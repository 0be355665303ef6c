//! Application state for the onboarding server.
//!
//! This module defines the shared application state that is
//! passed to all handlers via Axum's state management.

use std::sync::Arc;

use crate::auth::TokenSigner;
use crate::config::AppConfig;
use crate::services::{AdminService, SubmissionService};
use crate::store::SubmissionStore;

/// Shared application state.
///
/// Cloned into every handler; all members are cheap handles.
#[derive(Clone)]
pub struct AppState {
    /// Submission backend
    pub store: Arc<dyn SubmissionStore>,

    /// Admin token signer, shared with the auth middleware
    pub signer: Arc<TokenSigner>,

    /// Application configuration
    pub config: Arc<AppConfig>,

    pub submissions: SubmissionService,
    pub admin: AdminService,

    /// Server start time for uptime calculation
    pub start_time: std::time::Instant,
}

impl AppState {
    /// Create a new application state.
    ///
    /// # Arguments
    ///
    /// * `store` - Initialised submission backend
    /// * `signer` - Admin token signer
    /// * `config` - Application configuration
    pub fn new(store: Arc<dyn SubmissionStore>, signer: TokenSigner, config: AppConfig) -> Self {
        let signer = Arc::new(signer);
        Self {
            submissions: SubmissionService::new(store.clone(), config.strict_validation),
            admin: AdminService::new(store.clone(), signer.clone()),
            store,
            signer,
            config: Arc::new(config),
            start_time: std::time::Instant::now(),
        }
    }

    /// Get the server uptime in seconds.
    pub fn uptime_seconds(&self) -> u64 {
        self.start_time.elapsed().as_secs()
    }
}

**********

Write out again every entry above, exactly as given.

Answer to the problem —
repository 0be355665303ef6c
//! Application state for the onboarding server.
//!
//! This module defines the shared application state that is
//! passed to all handlers via Axum's state management.

use std::sync::Arc;

use crate::auth::TokenSigner;
use crate::config::AppConfig;
use crate::services::{AdminService, SubmissionService};
use crate::store::SubmissionStore;

/// Shared application state.
///
/// Cloned into every handler; all members are cheap handles.
#[derive(Clone)]
pub struct AppState {
    /// Submission backend
    pub store: Arc<dyn SubmissionStore>,

    /// Admin token signer, shared with the auth middleware
    pub signer: Arc<TokenSigner>,

    /// Application configuration
    pub config: Arc<AppConfig>,

    pub submissions: SubmissionService,
    pub admin: AdminService,

    /// Server start time for uptime calculation
    pub start_time: std::time::Instant,
}

impl AppState {
    /// Create a new application state.
    ///
    /// # Arguments
    ///
    /// * `store` - Initialised submission backend
    /// * `signer` - Admin token signer
    /// * `config` - Application configuration
    pub fn new(store: Arc<dyn SubmissionStore>, signer: TokenSigner, config: AppConfig) -> Self {
        let signer = Arc::new(signer);
        Self {
            submissions: SubmissionService::new(store.clone(), config.strict_validation),
            admin: AdminService::new(store.clone(), signer.clone()),
            store,
            signer,
            config: Arc::new(config),
            start_time: std::time::Instant::now(),
        }
    }

    /// Get the server uptime in seconds.
    pub fn uptime_seconds(&self) -> u64 {
        self.start_time.elapsed().as_secs()
    }
}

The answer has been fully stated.